INSTRUCTIONS TO FOLLOW - Reproduce, exactly and in full, only the lines below from the one containing "pub mod colors;" through the one containing "impl fmt::Display for".

LISTED RECORDS -
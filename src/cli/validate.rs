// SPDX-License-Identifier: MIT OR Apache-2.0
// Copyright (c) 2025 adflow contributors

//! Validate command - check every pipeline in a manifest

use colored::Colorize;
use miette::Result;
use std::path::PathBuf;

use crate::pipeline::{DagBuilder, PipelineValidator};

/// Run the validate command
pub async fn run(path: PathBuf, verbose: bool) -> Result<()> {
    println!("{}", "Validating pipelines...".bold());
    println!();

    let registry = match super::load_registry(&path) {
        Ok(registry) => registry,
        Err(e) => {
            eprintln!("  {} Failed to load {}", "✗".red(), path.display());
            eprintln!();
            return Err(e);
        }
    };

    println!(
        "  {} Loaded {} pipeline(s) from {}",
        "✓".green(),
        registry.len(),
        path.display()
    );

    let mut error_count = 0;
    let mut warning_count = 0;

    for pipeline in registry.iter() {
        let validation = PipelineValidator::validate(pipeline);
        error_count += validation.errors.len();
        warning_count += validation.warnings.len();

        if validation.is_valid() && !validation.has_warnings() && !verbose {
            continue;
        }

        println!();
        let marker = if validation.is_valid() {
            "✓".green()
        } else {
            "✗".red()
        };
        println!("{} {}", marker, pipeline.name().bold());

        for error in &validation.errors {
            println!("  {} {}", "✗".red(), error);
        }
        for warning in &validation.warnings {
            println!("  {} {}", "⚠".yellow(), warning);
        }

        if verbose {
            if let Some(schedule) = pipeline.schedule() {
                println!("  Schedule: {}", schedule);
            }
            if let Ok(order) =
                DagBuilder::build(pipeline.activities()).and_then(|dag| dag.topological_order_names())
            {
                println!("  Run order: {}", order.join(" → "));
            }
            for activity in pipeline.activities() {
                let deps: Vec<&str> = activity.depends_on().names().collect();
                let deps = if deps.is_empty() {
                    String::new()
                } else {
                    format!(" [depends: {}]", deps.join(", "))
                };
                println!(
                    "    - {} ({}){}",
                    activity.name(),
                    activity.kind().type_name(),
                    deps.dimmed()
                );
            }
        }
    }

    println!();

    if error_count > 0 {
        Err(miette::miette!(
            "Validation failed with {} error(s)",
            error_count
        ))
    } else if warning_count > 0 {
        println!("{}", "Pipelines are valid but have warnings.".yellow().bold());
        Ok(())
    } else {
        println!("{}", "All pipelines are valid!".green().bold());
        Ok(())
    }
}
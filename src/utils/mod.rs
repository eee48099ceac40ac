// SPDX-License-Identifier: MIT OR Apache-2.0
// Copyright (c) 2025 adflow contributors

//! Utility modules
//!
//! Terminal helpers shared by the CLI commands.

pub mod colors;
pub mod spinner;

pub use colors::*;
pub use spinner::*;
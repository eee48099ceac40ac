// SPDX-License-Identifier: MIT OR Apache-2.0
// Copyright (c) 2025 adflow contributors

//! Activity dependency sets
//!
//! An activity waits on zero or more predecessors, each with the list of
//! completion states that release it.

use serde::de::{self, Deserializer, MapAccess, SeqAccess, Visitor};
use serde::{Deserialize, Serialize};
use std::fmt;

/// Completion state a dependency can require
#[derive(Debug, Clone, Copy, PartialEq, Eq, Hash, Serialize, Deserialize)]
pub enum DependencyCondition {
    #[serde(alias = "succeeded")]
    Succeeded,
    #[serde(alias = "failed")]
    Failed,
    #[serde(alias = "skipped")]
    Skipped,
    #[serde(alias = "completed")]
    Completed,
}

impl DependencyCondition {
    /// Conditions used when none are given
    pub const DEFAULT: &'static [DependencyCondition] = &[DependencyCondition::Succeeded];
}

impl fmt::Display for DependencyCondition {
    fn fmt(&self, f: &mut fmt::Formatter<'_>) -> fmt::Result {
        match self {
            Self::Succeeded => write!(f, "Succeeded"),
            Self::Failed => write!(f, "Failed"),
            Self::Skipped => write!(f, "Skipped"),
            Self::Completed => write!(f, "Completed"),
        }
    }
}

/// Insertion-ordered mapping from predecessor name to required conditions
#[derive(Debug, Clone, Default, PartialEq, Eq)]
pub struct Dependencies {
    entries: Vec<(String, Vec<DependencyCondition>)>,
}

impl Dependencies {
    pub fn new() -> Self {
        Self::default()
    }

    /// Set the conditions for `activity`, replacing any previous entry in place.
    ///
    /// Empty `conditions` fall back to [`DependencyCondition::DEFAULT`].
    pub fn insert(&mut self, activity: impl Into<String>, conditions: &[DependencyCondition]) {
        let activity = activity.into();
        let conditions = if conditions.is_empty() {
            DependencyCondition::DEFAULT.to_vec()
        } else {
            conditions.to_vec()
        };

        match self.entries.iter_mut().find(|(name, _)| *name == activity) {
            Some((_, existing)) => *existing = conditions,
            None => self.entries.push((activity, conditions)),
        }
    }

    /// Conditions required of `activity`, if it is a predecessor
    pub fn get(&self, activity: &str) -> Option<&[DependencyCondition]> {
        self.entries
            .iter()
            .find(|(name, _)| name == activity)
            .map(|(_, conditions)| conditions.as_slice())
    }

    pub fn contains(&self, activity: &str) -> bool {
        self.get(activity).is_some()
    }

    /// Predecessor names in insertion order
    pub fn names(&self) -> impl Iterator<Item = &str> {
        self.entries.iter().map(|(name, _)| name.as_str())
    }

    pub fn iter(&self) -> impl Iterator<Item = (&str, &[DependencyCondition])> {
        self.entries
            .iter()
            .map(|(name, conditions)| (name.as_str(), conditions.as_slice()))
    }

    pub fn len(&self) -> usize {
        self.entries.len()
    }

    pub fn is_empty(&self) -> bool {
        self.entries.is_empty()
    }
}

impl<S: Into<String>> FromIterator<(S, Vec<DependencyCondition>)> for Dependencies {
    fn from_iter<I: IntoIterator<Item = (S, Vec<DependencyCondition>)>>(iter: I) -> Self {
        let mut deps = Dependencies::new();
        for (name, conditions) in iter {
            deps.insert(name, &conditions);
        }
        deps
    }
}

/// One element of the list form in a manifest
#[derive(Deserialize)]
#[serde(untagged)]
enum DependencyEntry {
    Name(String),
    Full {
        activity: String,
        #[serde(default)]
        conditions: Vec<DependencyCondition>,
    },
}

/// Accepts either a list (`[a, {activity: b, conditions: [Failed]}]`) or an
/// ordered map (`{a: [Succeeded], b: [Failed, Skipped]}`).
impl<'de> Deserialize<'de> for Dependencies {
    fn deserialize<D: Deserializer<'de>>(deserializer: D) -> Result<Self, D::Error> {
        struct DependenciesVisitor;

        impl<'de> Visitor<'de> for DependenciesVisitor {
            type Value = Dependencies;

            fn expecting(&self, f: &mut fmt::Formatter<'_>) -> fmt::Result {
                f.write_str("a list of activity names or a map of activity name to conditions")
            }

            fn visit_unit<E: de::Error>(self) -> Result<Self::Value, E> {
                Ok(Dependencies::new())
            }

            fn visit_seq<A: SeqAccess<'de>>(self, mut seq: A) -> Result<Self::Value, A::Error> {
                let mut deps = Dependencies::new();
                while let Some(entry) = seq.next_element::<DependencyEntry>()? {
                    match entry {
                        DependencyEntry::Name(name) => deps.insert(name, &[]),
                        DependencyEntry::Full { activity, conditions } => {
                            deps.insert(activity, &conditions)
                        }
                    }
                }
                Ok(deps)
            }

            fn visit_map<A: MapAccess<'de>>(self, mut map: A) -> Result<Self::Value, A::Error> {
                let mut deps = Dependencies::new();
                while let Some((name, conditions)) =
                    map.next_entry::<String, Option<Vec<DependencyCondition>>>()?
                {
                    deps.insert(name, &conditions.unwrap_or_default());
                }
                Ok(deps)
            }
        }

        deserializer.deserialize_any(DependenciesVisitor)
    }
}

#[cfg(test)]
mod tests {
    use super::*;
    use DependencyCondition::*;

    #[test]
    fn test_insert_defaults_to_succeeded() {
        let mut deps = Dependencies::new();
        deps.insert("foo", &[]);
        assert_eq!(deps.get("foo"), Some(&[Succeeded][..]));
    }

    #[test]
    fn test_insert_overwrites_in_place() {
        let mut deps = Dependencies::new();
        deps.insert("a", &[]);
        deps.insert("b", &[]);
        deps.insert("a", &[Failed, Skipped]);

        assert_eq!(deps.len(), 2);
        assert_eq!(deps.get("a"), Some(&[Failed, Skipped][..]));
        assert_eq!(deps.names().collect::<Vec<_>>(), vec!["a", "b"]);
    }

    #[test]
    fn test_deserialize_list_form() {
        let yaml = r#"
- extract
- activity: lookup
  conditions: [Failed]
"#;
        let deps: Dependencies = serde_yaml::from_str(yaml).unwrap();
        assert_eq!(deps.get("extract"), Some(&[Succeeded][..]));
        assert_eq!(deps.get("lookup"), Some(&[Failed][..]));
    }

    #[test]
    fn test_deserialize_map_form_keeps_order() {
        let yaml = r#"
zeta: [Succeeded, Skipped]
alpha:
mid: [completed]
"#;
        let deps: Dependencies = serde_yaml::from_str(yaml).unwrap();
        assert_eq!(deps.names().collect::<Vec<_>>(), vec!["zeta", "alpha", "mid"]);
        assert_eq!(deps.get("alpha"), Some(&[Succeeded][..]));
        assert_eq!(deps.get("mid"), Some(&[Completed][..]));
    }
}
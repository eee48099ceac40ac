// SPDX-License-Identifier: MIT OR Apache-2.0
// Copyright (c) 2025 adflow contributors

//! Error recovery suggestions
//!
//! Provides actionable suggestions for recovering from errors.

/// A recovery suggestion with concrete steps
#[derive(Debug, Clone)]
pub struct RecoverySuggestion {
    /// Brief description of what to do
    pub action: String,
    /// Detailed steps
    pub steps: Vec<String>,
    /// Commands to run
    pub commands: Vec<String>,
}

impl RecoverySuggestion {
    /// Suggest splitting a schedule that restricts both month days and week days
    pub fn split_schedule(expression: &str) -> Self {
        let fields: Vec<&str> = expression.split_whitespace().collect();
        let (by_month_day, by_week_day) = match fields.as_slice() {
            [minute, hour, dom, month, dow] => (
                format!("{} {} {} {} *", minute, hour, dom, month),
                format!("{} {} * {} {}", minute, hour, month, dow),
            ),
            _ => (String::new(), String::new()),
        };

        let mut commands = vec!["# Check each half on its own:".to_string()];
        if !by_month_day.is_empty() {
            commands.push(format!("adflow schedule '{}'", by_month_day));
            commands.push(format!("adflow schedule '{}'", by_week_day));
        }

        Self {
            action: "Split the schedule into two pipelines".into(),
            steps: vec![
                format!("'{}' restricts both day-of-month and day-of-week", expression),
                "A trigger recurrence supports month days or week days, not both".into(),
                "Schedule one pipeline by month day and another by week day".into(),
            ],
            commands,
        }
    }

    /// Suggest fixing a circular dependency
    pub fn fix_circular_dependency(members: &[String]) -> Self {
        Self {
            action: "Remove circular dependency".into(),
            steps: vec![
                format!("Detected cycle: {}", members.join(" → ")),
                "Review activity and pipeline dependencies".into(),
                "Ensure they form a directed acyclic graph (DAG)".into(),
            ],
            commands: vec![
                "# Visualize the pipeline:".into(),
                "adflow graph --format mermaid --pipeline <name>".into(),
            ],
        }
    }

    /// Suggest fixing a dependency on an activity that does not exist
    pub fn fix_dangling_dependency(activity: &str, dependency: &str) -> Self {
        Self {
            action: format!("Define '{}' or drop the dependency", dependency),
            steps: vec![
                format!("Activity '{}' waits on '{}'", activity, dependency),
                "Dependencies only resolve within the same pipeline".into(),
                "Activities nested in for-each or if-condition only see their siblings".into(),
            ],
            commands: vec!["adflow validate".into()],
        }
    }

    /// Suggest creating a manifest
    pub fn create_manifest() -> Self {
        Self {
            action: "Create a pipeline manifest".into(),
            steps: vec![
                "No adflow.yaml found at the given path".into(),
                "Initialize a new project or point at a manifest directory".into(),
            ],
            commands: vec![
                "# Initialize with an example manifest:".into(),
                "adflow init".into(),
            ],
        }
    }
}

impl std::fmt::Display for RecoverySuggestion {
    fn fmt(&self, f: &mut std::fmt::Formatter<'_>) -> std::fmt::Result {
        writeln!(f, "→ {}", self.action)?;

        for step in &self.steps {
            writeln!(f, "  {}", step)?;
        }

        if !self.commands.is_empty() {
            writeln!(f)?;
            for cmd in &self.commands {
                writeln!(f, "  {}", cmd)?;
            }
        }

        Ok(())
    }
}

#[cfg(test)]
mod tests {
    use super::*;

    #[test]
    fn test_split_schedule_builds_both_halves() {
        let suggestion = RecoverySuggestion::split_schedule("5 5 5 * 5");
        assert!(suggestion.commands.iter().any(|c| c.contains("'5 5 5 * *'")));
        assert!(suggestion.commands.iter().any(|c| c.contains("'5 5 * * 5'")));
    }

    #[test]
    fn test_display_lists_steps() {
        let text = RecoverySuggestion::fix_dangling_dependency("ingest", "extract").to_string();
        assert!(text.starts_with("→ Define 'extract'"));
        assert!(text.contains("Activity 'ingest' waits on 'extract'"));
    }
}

ANSWER BOX -
pub mod colors;
pub mod spinner;

pub use colors::*;
pub use spinner::*;
repository eee48099ceac40ac
// SPDX-License-Identifier: MIT OR Apache-2.0
// Copyright (c) 2025 adflow contributors

//! Activity dependency sets
//!
//! An activity waits on zero or more predecessors, each with the list of
//! completion states that release it.

use serde::de::{self, Deserializer, MapAccess, SeqAccess, Visitor};
use serde::{Deserialize, Serialize};
use std::fmt;

/// Completion state a dependency can require
#[derive(Debug, Clone, Copy, PartialEq, Eq, Hash, Serialize, Deserialize)]
pub enum DependencyCondition {
    #[serde(alias = "succeeded")]
    Succeeded,
    #[serde(alias = "failed")]
    Failed,
    #[serde(alias = "skipped")]
    Skipped,
    #[serde(alias = "completed")]
    Completed,
}

impl DependencyCondition {
    /// Conditions used when none are given
    pub const DEFAULT: &'static [DependencyCondition] = &[DependencyCondition::Succeeded];
}

impl fmt::Display for DependencyCondition {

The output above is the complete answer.